• **Records provided**
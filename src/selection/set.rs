//! Ordered, duplicate-free set of item ids.
//!
//! Members are kept most-recently-added first, which is the order consumers
//! display them in. The durable encoding is a plain JSON array of integers,
//! e.g. `[3,5]`.

use serde::Serialize;

#[derive(Debug, Clone, Default, PartialEq, Eq, Serialize)]
#[serde(transparent)]
pub struct SelectionSet {
    members: Vec<u64>,
}

impl SelectionSet {
    pub fn new() -> Self {
        Self::default()
    }

    /// Decode the durable representation.
    ///
    /// Anything that is not a JSON array of non-negative integers is an error.
    /// Repeated ids keep their first position.
    pub fn decode(raw: &str) -> Result<Self, serde_json::Error> {
        let ids: Vec<u64> = serde_json::from_str(raw)?;
        Ok(ids.into_iter().collect())
    }

    /// Decode, treating a missing or unreadable value as the empty set.
    pub fn decode_or_empty(raw: Option<&str>) -> Self {
        match raw.map(Self::decode) {
            Some(Ok(set)) => set,
            Some(Err(e)) => {
                tracing::debug!(error = %e, "discarding unreadable selection data");
                Self::new()
            }
            None => Self::new(),
        }
    }

    pub fn encode(&self) -> Result<String, serde_json::Error> {
        serde_json::to_string(self)
    }

    pub fn contains(&self, id: u64) -> bool {
        self.members.contains(&id)
    }

    /// Insert `id` at the front. Returns `false` if it was already a member.
    pub fn insert_front(&mut self, id: u64) -> bool {
        if self.contains(id) {
            return false;
        }
        self.members.insert(0, id);
        true
    }

    /// Remove `id`. Returns `false` if it was not a member.
    pub fn remove(&mut self, id: u64) -> bool {
        match self.members.iter().position(|&m| m == id) {
            Some(idx) => {
                self.members.remove(idx);
                true
            }
            None => false,
        }
    }

    pub fn members(&self) -> &[u64] {
        &self.members
    }

    pub fn len(&self) -> usize {
        self.members.len()
    }

    pub fn is_empty(&self) -> bool {
        self.members.is_empty()
    }
}

/// Builds a set from ids listed most recent first; later duplicates are dropped.
impl FromIterator<u64> for SelectionSet {
    fn from_iter<I: IntoIterator<Item = u64>>(iter: I) -> Self {
        let mut members = Vec::new();
        for id in iter {
            if !members.contains(&id) {
                members.push(id);
            }
        }
        Self { members }
    }
}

• **The task**
Gather all lines of the records that include the word "Returns".

• **Result of the exercise**
    /// Insert `id` at the front. Returns `false` if it was already a member.
    /// Remove `id`. Returns `false` if it was not a member.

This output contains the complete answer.